Dataset records

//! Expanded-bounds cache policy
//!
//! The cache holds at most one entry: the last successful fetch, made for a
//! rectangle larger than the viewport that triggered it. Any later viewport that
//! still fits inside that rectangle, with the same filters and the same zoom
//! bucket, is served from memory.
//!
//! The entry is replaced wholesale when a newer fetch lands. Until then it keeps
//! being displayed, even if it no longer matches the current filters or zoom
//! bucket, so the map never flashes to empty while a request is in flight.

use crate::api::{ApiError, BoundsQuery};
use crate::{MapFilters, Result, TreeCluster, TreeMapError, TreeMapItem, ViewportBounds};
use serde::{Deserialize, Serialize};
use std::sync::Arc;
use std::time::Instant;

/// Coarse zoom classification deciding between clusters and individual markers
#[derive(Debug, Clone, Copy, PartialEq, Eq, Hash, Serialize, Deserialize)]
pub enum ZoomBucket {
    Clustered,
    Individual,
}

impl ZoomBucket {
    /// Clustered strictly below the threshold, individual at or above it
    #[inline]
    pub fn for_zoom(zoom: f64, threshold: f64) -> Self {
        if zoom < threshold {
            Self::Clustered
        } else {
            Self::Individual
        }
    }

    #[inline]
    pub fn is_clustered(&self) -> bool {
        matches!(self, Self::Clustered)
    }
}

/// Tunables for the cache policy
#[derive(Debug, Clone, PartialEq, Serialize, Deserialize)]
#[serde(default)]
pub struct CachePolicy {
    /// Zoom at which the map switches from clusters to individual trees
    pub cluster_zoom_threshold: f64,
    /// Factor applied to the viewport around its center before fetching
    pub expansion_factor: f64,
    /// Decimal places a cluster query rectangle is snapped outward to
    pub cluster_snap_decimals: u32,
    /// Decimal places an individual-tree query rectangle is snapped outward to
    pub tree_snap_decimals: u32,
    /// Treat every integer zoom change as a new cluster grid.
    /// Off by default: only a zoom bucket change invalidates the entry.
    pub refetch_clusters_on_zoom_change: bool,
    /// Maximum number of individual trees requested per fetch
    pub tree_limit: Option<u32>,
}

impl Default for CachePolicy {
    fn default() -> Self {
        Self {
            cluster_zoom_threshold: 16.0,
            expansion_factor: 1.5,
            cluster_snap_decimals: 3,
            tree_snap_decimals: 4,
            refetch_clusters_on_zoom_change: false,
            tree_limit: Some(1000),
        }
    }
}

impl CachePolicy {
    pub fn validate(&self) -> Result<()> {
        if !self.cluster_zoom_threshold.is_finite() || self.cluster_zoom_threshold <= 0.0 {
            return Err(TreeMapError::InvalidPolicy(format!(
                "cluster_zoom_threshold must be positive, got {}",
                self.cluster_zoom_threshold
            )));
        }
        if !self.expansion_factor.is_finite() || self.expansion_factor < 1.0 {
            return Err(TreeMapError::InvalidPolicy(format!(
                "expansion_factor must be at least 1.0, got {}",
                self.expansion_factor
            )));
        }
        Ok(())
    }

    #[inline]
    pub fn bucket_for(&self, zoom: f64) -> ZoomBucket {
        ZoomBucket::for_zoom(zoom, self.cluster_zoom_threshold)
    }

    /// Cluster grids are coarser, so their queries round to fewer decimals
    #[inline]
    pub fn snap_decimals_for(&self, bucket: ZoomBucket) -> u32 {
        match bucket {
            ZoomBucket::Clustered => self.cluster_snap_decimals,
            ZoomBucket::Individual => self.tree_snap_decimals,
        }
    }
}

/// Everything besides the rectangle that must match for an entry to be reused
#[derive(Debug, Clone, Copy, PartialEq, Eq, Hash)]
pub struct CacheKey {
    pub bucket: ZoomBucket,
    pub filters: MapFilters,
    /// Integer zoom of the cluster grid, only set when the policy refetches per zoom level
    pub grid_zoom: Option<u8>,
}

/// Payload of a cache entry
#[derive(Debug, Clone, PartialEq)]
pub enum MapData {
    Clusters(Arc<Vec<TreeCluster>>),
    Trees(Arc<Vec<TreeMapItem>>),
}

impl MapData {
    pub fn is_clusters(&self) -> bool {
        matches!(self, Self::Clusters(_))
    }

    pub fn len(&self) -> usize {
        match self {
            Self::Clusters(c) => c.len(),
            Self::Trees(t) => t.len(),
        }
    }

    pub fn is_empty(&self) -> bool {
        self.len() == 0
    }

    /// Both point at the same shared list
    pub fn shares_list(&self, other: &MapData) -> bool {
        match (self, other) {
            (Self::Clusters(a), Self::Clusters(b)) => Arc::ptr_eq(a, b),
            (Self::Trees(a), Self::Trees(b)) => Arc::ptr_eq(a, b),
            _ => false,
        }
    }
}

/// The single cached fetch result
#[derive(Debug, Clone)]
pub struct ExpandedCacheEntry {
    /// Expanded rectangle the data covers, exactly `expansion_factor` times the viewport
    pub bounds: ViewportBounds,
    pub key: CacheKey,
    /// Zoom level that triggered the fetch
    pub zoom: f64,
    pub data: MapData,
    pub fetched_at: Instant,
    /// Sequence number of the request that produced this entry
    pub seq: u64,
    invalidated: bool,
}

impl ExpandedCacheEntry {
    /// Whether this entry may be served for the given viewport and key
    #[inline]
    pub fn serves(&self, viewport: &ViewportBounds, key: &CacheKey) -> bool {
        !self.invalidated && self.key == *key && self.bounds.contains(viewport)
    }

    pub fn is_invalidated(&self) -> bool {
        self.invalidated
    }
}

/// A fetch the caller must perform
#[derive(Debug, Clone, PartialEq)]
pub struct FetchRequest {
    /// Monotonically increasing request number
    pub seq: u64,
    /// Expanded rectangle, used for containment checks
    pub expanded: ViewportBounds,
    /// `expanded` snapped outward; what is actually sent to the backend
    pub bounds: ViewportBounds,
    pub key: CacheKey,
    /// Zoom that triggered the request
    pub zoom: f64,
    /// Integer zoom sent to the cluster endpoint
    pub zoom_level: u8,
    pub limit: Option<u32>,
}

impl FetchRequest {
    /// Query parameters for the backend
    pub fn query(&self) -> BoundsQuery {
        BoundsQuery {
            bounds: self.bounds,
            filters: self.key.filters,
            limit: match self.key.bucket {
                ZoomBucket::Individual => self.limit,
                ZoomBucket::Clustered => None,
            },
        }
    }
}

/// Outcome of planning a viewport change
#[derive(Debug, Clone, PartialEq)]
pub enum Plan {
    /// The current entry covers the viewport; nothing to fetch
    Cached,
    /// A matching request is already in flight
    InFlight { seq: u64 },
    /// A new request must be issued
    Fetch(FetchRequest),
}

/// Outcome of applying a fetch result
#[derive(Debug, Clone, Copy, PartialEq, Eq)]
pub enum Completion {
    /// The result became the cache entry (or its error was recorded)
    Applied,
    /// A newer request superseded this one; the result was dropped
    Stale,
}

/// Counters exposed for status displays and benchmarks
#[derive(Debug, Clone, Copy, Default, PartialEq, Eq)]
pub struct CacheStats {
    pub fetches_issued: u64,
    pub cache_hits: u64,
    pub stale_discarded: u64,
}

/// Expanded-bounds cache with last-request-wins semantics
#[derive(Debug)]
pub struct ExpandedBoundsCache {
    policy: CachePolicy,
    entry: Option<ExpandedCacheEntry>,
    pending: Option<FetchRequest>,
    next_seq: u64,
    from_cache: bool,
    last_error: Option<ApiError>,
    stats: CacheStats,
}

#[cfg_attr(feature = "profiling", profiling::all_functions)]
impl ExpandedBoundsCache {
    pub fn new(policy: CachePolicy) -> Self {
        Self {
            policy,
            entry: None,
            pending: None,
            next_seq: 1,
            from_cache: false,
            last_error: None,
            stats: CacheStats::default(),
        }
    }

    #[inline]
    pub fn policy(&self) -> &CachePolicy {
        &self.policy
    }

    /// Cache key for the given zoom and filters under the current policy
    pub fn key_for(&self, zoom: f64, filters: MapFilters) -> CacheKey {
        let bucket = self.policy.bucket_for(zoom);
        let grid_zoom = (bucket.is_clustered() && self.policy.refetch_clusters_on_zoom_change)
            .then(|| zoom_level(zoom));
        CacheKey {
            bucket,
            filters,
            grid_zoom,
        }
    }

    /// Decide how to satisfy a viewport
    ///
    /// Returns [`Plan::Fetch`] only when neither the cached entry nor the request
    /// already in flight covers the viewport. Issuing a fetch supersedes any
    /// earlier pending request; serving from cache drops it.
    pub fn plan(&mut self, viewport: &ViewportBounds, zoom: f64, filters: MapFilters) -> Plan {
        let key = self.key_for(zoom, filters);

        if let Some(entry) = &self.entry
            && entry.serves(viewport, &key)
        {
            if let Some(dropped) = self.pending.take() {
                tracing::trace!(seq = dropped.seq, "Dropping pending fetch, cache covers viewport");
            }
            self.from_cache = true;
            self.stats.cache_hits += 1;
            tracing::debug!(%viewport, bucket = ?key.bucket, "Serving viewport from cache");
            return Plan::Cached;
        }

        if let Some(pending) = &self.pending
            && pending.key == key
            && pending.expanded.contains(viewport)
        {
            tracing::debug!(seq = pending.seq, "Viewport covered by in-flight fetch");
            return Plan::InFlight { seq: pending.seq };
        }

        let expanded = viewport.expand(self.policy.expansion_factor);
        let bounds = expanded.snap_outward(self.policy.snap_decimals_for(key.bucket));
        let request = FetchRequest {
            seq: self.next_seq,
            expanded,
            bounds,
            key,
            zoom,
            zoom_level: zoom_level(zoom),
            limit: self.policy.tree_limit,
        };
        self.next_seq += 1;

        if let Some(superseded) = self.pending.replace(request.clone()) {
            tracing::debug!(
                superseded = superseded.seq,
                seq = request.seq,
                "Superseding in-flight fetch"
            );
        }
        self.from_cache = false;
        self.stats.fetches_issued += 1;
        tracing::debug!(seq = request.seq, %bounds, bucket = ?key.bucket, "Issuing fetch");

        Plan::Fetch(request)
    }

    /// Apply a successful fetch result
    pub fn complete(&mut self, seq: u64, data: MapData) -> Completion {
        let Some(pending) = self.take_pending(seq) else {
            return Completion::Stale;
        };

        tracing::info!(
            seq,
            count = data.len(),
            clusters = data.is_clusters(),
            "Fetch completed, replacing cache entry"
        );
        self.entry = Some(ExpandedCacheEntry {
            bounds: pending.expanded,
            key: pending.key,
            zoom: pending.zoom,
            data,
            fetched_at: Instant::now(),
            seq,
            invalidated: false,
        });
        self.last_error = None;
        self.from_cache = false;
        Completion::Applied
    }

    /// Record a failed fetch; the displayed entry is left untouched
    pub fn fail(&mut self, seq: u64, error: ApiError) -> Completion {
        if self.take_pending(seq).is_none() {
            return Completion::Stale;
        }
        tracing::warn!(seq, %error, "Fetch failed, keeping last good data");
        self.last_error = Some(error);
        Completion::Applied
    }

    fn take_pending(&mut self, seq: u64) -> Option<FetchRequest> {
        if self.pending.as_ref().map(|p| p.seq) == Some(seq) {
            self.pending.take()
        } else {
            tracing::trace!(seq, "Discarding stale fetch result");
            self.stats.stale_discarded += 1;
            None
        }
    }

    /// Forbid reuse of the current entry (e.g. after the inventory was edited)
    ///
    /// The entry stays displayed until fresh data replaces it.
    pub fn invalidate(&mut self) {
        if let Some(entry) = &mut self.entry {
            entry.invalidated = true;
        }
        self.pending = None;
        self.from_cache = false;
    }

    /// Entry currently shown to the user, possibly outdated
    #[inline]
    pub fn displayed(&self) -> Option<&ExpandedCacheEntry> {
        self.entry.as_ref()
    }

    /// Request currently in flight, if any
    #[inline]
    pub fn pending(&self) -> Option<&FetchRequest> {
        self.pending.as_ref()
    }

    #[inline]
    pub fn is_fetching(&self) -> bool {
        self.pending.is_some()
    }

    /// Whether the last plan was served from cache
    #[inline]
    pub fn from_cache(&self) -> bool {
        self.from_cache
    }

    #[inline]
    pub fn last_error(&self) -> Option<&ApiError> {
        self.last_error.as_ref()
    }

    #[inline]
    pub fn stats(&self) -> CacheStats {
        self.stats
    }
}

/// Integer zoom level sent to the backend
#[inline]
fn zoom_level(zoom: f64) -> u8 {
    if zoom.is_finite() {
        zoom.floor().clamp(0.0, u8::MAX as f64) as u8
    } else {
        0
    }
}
...
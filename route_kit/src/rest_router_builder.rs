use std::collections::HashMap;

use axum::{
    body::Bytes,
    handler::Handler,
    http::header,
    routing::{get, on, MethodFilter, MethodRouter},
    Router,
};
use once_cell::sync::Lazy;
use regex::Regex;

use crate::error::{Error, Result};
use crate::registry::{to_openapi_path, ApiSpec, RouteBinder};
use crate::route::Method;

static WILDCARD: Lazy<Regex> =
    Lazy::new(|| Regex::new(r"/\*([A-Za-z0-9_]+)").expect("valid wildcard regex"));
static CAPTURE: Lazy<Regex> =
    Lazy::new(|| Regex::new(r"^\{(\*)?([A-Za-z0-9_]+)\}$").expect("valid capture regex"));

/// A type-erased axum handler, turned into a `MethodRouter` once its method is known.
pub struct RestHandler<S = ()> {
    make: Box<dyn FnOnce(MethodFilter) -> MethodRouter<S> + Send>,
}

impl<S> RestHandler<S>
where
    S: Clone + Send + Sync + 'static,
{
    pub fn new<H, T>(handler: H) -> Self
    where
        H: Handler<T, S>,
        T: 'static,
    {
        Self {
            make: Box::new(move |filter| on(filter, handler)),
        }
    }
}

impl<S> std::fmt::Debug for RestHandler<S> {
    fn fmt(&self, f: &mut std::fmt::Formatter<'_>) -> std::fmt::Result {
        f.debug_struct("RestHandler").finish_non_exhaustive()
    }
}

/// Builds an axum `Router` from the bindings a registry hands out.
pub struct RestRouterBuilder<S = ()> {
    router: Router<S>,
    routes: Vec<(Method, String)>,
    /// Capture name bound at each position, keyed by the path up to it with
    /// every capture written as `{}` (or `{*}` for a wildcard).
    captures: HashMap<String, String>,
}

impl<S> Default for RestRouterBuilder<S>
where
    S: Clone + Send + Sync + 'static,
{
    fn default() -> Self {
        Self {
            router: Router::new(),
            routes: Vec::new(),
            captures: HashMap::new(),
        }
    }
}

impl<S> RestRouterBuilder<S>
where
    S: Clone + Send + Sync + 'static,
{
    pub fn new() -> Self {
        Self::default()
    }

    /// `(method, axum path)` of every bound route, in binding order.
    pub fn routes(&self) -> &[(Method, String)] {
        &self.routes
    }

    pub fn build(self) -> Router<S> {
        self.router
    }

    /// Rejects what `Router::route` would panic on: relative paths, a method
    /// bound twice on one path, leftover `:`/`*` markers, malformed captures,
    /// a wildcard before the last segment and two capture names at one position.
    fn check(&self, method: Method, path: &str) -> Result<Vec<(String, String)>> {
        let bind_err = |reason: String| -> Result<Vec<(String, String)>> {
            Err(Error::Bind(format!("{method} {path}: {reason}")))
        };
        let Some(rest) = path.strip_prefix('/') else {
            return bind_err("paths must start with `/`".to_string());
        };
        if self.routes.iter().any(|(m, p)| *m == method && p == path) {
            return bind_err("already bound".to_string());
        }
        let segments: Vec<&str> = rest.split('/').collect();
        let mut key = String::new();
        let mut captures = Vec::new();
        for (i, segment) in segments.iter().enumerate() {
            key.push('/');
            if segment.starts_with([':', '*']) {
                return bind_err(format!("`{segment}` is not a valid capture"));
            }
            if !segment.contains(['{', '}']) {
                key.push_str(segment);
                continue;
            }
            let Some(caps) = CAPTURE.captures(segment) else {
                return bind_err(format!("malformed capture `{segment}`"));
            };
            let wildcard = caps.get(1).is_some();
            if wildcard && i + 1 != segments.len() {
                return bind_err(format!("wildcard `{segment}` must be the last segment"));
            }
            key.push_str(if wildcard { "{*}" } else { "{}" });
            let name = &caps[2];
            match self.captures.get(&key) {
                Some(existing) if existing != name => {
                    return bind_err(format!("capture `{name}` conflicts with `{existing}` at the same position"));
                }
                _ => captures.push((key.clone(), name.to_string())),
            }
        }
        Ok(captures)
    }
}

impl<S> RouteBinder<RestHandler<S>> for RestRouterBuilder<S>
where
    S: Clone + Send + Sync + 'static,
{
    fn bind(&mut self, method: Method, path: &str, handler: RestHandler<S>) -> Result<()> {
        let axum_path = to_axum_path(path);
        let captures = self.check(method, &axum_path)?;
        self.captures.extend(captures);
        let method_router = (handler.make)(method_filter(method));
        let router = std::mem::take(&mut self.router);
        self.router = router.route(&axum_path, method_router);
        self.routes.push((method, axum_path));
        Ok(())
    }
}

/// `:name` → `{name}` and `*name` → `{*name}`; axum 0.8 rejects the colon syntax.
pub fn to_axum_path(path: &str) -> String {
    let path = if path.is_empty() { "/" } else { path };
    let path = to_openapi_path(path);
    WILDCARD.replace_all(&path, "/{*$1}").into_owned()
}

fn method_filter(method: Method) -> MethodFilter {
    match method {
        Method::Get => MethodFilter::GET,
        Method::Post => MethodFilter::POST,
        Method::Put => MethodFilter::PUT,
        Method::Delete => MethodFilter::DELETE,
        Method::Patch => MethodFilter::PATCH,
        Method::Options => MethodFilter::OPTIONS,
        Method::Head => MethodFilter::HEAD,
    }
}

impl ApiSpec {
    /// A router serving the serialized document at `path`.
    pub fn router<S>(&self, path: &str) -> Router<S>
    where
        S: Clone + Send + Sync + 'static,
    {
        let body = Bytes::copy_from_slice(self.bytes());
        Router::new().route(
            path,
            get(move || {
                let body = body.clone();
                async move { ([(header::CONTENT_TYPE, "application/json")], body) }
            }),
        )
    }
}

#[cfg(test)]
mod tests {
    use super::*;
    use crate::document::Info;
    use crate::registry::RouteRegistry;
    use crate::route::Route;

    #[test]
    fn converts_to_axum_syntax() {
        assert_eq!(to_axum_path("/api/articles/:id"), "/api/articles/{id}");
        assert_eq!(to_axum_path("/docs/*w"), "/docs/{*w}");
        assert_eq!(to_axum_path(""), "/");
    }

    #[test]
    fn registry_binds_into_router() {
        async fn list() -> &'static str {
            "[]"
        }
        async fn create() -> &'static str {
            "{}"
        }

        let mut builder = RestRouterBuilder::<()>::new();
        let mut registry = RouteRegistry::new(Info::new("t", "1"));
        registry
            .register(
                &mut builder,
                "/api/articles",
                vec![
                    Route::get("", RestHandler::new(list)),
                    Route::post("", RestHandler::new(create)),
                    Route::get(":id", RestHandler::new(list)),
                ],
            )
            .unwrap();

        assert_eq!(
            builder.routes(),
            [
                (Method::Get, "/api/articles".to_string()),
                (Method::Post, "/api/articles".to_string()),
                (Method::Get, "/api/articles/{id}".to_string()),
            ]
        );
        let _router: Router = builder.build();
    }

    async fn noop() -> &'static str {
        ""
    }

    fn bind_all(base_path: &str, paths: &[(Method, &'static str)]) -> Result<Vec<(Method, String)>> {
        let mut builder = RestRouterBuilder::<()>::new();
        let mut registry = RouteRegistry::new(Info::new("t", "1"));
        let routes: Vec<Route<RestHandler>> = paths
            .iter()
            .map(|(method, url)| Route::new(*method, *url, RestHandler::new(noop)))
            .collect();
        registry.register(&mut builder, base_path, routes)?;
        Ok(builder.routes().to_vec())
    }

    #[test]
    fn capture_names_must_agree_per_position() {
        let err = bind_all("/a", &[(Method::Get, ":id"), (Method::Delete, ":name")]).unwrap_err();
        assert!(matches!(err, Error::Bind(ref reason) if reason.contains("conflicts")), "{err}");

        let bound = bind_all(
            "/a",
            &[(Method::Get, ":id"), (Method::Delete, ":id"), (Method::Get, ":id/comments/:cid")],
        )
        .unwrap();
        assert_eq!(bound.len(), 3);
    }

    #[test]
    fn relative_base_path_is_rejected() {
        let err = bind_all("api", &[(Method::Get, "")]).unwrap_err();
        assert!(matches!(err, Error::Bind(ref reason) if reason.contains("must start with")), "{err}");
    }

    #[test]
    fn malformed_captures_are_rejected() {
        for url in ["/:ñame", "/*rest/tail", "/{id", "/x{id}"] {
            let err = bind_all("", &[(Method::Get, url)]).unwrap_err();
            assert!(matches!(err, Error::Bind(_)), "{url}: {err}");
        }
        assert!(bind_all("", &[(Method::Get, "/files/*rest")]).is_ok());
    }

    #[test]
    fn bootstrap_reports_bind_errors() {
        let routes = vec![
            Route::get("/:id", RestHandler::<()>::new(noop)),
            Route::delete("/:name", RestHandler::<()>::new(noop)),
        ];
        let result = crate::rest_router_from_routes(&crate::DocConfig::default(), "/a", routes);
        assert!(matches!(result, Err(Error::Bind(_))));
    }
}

- Exercise goal: Report each line in the data that holds the word "move".

- Exercise answer:
            make: Box::new(move |filter| on(filter, handler)),
            get(move || {
                async move { ([(header::CONTENT_TYPE, "application/json")], body) }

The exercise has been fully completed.